Preliminary study of the interactive effects of THC and ethanol on self-reported ability and simulated driving, subjective effects, and cardiovascular responses
Rationale Drug- and alcohol-related motor vehicle accidents are a leading cause of morbidity and mortality worldwide. Compared to alcohol, less is known about the effects of cannabis on driving and even less about their combined effects. Objective To characterize the combined and separate effects of ethanol and tetrahydrocannabinol (THC) on perceived ability to drive, subjective effects, and simulated driving.
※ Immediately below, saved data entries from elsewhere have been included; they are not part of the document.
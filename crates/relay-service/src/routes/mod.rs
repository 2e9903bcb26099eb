//! HTTP routes for the relay.
//!
//! Defines the Axum router and application state.

use crate::handlers;
use crate::hub::BroadcastHub;
use crate::observability::{health_router, HealthState};
use crate::tickets::TicketService;
use crate::transport::{self, TransportSettings};

use axum::{routing::get, Router};
use metrics_exporter_prometheus::PrometheusHandle;
use std::sync::Arc;
use std::time::Duration;
use tokio_util::sync::CancellationToken;
use tower_http::{timeout::TimeoutLayer, trace::TraceLayer};

/// Path clients open their relay WebSocket on.
pub const WS_PATH: &str = "/bbService";

/// Application state shared across all handlers.
#[derive(Clone)]
pub struct AppState {
    /// The broadcast core.
    pub hub: Arc<BroadcastHub>,

    /// Ticket backend, shared with the hub.
    pub tickets: Arc<dyn TicketService>,

    /// Liveness/readiness flags.
    pub health: Arc<HealthState>,

    /// Per-connection queue and timeout settings.
    pub transport: TransportSettings,

    /// Server-wide shutdown token; every connection runs on a child of it.
    pub shutdown: CancellationToken,
}

/// Build the application routes.
///
/// Creates an Axum router with:
/// - `/bbService` - relay WebSocket
/// - `/status` - status line
/// - `/getticket` - issue an admission ticket
/// - `/health`, `/ready` - health probes
/// - `/metrics` - Prometheus text, when a recorder handle is given
/// - TraceLayer for request logging
/// - 30 second request timeout (upgrade requests complete before the socket
///   session starts, so relay connections are not affected)
pub fn build_routes(state: Arc<AppState>, metrics_handle: Option<PrometheusHandle>) -> Router {
    let health = health_router(Arc::clone(&state.health), Arc::clone(&state.tickets));

    let mut router = Router::new()
        .route(WS_PATH, get(transport::ws_handler))
        .route("/status", get(handlers::get_status))
        .route("/getticket", get(handlers::get_ticket))
        .with_state(state)
        .merge(health);

    if let Some(handle) = metrics_handle {
        router = router.route(
            "/metrics",
            get(move || {
                let handle = handle.clone();
                async move { handle.render() }
            }),
        );
    }

    // Layer order (bottom-to-top execution):
    // 1. TimeoutLayer - Timeout the request (innermost)
    // 2. TraceLayer - Log request details
    router
        .layer(TraceLayer::new_for_http())
        .layer(TimeoutLayer::new(Duration::from_secs(30)))
}

#[cfg(test)]
#[allow(clippy::unwrap_used, clippy::expect_used)]
mod tests {
    use super::*;
    use crate::tickets::stub::StubTicketService;
    use axum::body::Body;
    use axum::http::{Request, StatusCode};
    use http_body_util::BodyExt;
    use tower::util::ServiceExt;

    fn app(tickets: StubTicketService) -> Router {
        let tickets: Arc<dyn TicketService> = Arc::new(tickets);
        let state = Arc::new(AppState {
            hub: Arc::new(BroadcastHub::new(Arc::clone(&tickets), "ack")),
            tickets,
            health: Arc::new(HealthState::new()),
            transport: TransportSettings {
                send_queue_capacity: 8,
                send_timeout: Duration::from_secs(1),
            },
            shutdown: CancellationToken::new(),
        });
        build_routes(state, None)
    }

    async fn get_json(app: Router, uri: &str) -> (StatusCode, serde_json::Value) {
        let request = Request::builder()
            .uri(uri)
            .body(Body::empty())
            .expect("Failed to build request");
        let response = app.oneshot(request).await.expect("Failed to execute request");
        let status = response.status();
        let bytes = response.into_body().collect().await.unwrap().to_bytes();
        let json = serde_json::from_slice(&bytes).unwrap_or(serde_json::Value::Null);
        (status, json)
    }

    #[test]
    fn test_app_state_is_clone() {
        fn assert_clone<T: Clone>() {}
        assert_clone::<AppState>();
    }

    #[tokio::test]
    async fn test_status_route() {
        let (status, json) = get_json(app(StubTicketService::accepting(&[])), "/status").await;

        assert_eq!(status, StatusCode::OK);
        assert!(json["status"]
            .as_str()
            .unwrap()
            .ends_with("The server is Running!"));
    }

    #[tokio::test]
    async fn test_getticket_route_issues_ticket() {
        let (status, json) = get_json(app(StubTicketService::accepting(&[])), "/getticket").await;

        assert_eq!(status, StatusCode::OK);
        assert_eq!(json["ticket"], 1);
    }

    #[tokio::test]
    async fn test_getticket_route_backend_down() {
        let (status, json) = get_json(app(StubTicketService::failing()), "/getticket").await;

        assert_eq!(status, StatusCode::SERVICE_UNAVAILABLE);
        assert_eq!(json["error"]["code"], "TICKET_SERVICE_UNAVAILABLE");
    }

    #[tokio::test]
    async fn test_health_route_is_merged() {
        let (status, json) = get_json(app(StubTicketService::accepting(&[])), "/health").await;

        assert_eq!(status, StatusCode::OK);
        assert_eq!(json["status"], "UP");
    }

    #[tokio::test]
    async fn test_metrics_route_absent_without_handle() {
        let (status, _) = get_json(app(StubTicketService::accepting(&[])), "/metrics").await;
        assert_eq!(status, StatusCode::NOT_FOUND);
    }

    #[tokio::test]
    async fn test_ws_route_requires_upgrade() {
        let (status, _) = get_json(app(StubTicketService::accepting(&[])), WS_PATH).await;
        assert!(status.is_client_error());
    }
}
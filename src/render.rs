//! Canvas 2D presentation adapter
//!
//! Consumes a session snapshot and issues draw calls; it never mutates game
//! state. Entity positions are anchors and sprites are drawn offset by half
//! their extent. A missing canvas, context, or image degrades to a no-op.

use wasm_bindgen::JsCast;
use web_sys::{CanvasRenderingContext2d, Document, HtmlCanvasElement, HtmlImageElement};

use crate::consts::*;
use crate::sim::{GamePhase, GameState};

const HUD_FONT: &str = "24px Arial";
const TITLE_FONT: &str = "32px Arial";
const TEXT_COLOR: &str = "#ffffff";

/// Draws the game onto the page's `#canvas` element
pub struct CanvasPresenter {
    ctx: CanvasRenderingContext2d,
    player_image: Option<HtmlImageElement>,
    obstacle_image: Option<HtmlImageElement>,
    coin_image: Option<HtmlImageElement>,
}

impl CanvasPresenter {
    /// Attach to `#canvas` and start loading sprite images.
    ///
    /// Returns `None` if the canvas or its 2D context is unavailable; the
    /// game then runs headless.
    pub fn new(document: &Document) -> Option<Self> {
        let canvas: HtmlCanvasElement = document.get_element_by_id("canvas")?.dyn_into().ok()?;
        canvas.set_width(SURFACE_WIDTH as u32);
        canvas.set_height(SURFACE_HEIGHT as u32);

        let ctx: CanvasRenderingContext2d =
            canvas.get_context("2d").ok().flatten()?.dyn_into().ok()?;

        Some(Self {
            ctx,
            player_image: load_image("assets/player.png"),
            obstacle_image: load_image("assets/obstacle.png"),
            coin_image: load_image("assets/coin.png"),
        })
    }

    /// Draw one frame
    pub fn draw(&self, state: &GameState) {
        self.ctx
            .clear_rect(0.0, 0.0, SURFACE_WIDTH as f64, SURFACE_HEIGHT as f64);

        if state.phase == GamePhase::GameOver {
            self.draw_end_screen(state.score);
            return;
        }

        let p = &state.player;
        self.draw_sprite(
            &self.player_image,
            p.pos.x - PLAYER_SIZE / 2.0,
            p.pos.y - PLAYER_SIZE / 2.0,
            PLAYER_SIZE,
            PLAYER_SIZE,
        );

        for obstacle in &state.obstacles {
            self.draw_sprite(
                &self.obstacle_image,
                obstacle.pos.x - OBSTACLE_WIDTH / 2.0,
                obstacle.pos.y - OBSTACLE_HEIGHT / 2.0,
                OBSTACLE_WIDTH,
                OBSTACLE_HEIGHT,
            );
        }

        for coin in &state.coins {
            self.draw_sprite(
                &self.coin_image,
                coin.pos.x - COIN_RADIUS,
                coin.pos.y - COIN_RADIUS,
                COIN_RADIUS * 2.0,
                COIN_RADIUS * 2.0,
            );
        }

        self.ctx.set_font(HUD_FONT);
        self.ctx.set_fill_style_str(TEXT_COLOR);
        let _ = self
            .ctx
            .fill_text(&format!("Pontos: {}", state.score), 10.0, 30.0);
    }

    fn draw_sprite(&self, image: &Option<HtmlImageElement>, x: f32, y: f32, w: f32, h: f32) {
        // Draw calls on a still-loading image are harmless no-ops
        if let Some(image) = image {
            let _ = self.ctx.draw_image_with_html_image_element_and_dw_and_dh(
                image, x as f64, y as f64, w as f64, h as f64,
            );
        }
    }

    fn draw_end_screen(&self, score: u32) {
        let x = (SURFACE_WIDTH / 2.0 - 80.0) as f64;
        self.ctx.set_font(TITLE_FONT);
        self.ctx.set_fill_style_str(TEXT_COLOR);
        let _ = self
            .ctx
            .fill_text("Game Over!", x, (SURFACE_HEIGHT / 2.0 - 10.0) as f64);
        self.ctx.set_font(HUD_FONT);
        let _ = self.ctx.fill_text(
            &format!("Pontos: {score}"),
            x,
            (SURFACE_HEIGHT / 2.0 + 30.0) as f64,
        );
    }
}

fn load_image(src: &str) -> Option<HtmlImageElement> {
    let image = match HtmlImageElement::new() {
        Ok(image) => image,
        Err(_) => {
            log::warn!("could not create image element for {src}");
            return None;
        }
    };
    image.set_src(src);
    Some(image)
}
Methods In a within-subject (crossover), randomized, placebo-controlled, double-blind, 2 × 2 design, the effects of oral THC (10 mg [dronabinol] or placebo) and low-dose intravenous ethanol (clamped at BAC 0.04% or placebo) on perceived ability to drive, simulated driving (standard deviation of lateral position [SDLP]), subjective effects (e.g., “high”), and physiological effects (e.g., heart rate) were studied in healthy humans ( n  = 18). Results Subjects reported reductions in perceived ability to drive (THC < ethanol < combination) which persisted for ~ 6 h (placebo = ethanol, THC < combination). Ethanol and THC produced synergistic effects on heart rate, significant differences compared to either drug alone on perceived ability to drive and feeling states of intoxication (e.g., high), as well increases in SDLP compared to placebo. Conclusions Perceived ability to drive is reduced under the influence of THC against the backdrop of blood alcohol levels that are below the legal limit. People should be aware that the effects of oral THC on driving may persist for up to six hours from administration. Findings are relevant to the increasingly common practice of combining alcohol and cannabinoids and the effects on driving.